Copy the data below verbatim, leaving no line out.

DATASET EXTRACT Start Marker

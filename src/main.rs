//! shell-cache: caching proxy for a single-page application.
//!
//! Installs and activates the current cache generation, then serves every
//! request through the coordinator, falling back to the origin for anything
//! it does not intercept.

use std::net::SocketAddr;
use std::sync::Arc;
use std::time::Instant;

use clap::Parser;
use tokio::net::TcpListener;
use tracing::info;

use shell_cache::cache::codec::BodyCodec;
use shell_cache::cache::disk::DiskStorage;
use shell_cache::cache::store::{MemoryStorage, SharedStorage};
use shell_cache::config::{Cli, Config, StorageBackend};
use shell_cache::coordinator::Coordinator;
use shell_cache::host::WorkerHost;
use shell_cache::network::fetcher::{HttpFetcher, SharedFetcher};
use shell_cache::server::{build_router, AppState};

#[tokio::main]
async fn main() -> anyhow::Result<()> {
    // Parse CLI arguments.
    let cli = Cli::parse();

    // Initialize tracing/logging.
    let filter = if cli.verbose {
        "shell_cache=debug,tower_http=debug"
    } else {
        "shell_cache=info,tower_http=info"
    };

    tracing_subscriber::fmt()
        .with_env_filter(
            tracing_subscriber::EnvFilter::try_from_default_env()
                .unwrap_or_else(|_| filter.into()),
        )
        .with_target(true)
        .init();

    info!("shell-cache v{}", env!("CARGO_PKG_VERSION"));

    // Load configuration.
    let mut config = Config::load(&cli.config)?;
    config.apply_cli(&cli);
    let origin = config.origin_url()?;

    info!(
        origin = %origin,
        generation = %config.generation_name(),
        manifest = config.cache.manifest.len(),
        storage = ?config.cache.storage,
        "Configuration loaded"
    );

    let storage: SharedStorage = match config.cache.storage {
        StorageBackend::Memory => Arc::new(MemoryStorage::new()),
        StorageBackend::Disk => Arc::new(
            DiskStorage::new(
                config.cache.storage_path.clone(),
                BodyCodec::from_config(&config.cache),
            )
            .await?,
        ),
    };
    let fetcher: SharedFetcher = Arc::new(HttpFetcher::new(origin.clone(), &config.network)?);

    // Install and activate before accepting any request.
    let coordinator = Arc::new(Coordinator::new(&config, storage, fetcher.clone())?);
    let host = Arc::new(WorkerHost::new(coordinator));
    host.start().await?;

    let state = Arc::new(AppState {
        host: host.clone(),
        fetcher,
        origin,
        start_time: Instant::now(),
    });
    let app = build_router(state);

    let listen_addr = config.server.listen.clone();
    let listener = TcpListener::bind(&listen_addr).await?;
    info!("Listening on {listen_addr}");

    axum::serve(listener, app.into_make_service_with_connect_info::<SocketAddr>())
        .with_graceful_shutdown(async {
            let _ = tokio::signal::ctrl_c().await;
            info!("Shutdown requested");
        })
        .await?;

    let settled = host.drain(config.server.shutdown_grace()).await;
    info!(settled, "Background tasks drained");

    Ok(())
}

DATASET EXTRACT End Marker

ANSWER BELOW:
filename src/main.rs
//! shell-cache: caching proxy for a single-page application.
//!
//! Installs and activates the current cache generation, then serves every
//! request through the coordinator, falling back to the origin for anything
//! it does not intercept.

use std::net::SocketAddr;
use std::sync::Arc;
use std::time::Instant;

use clap::Parser;
use tokio::net::TcpListener;
use tracing::info;

use shell_cache::cache::codec::BodyCodec;
use shell_cache::cache::disk::DiskStorage;
use shell_cache::cache::store::{MemoryStorage, SharedStorage};
use shell_cache::config::{Cli, Config, StorageBackend};
use shell_cache::coordinator::Coordinator;
use shell_cache::host::WorkerHost;
use shell_cache::network::fetcher::{HttpFetcher, SharedFetcher};
use shell_cache::server::{build_router, AppState};

#[tokio::main]
async fn main() -> anyhow::Result<()> {
    // Parse CLI arguments.
    let cli = Cli::parse();

    // Initialize tracing/logging.
    let filter = if cli.verbose {
        "shell_cache=debug,tower_http=debug"
    } else {
        "shell_cache=info,tower_http=info"
    };

    tracing_subscriber::fmt()
        .with_env_filter(
            tracing_subscriber::EnvFilter::try_from_default_env()
                .unwrap_or_else(|_| filter.into()),
        )
        .with_target(true)
        .init();

    info!("shell-cache v{}", env!("CARGO_PKG_VERSION"));

    // Load configuration.
    let mut config = Config::load(&cli.config)?;
    config.apply_cli(&cli);
    let origin = config.origin_url()?;

    info!(
        origin = %origin,
        generation = %config.generation_name(),
        manifest = config.cache.manifest.len(),
        storage = ?config.cache.storage,
        "Configuration loaded"
    );

    let storage: SharedStorage = match config.cache.storage {
        StorageBackend::Memory => Arc::new(MemoryStorage::new()),
        StorageBackend::Disk => Arc::new(
            DiskStorage::new(
                config.cache.storage_path.clone(),
                BodyCodec::from_config(&config.cache),
            )
            .await?,
        ),
    };
    let fetcher: SharedFetcher = Arc::new(HttpFetcher::new(origin.clone(), &config.network)?);

    // Install and activate before accepting any request.
    let coordinator = Arc::new(Coordinator::new(&config, storage, fetcher.clone())?);
    let host = Arc::new(WorkerHost::new(coordinator));
    host.start().await?;

    let state = Arc::new(AppState {
        host: host.clone(),
        fetcher,
        origin,
        start_time: Instant::now(),
    });
    let app = build_router(state);

    let listen_addr = config.server.listen.clone();
    let listener = TcpListener::bind(&listen_addr).await?;
    info!("Listening on {listen_addr}");

    axum::serve(listener, app.into_make_service_with_connect_info::<SocketAddr>())
        .with_graceful_shutdown(async {
            let _ = tokio::signal::ctrl_c().await;
            info!("Shutdown requested");
        })
        .await?;

    let settled = host.drain(config.server.shutdown_grace()).await;
    info!(settled, "Background tasks drained");

    Ok(())
}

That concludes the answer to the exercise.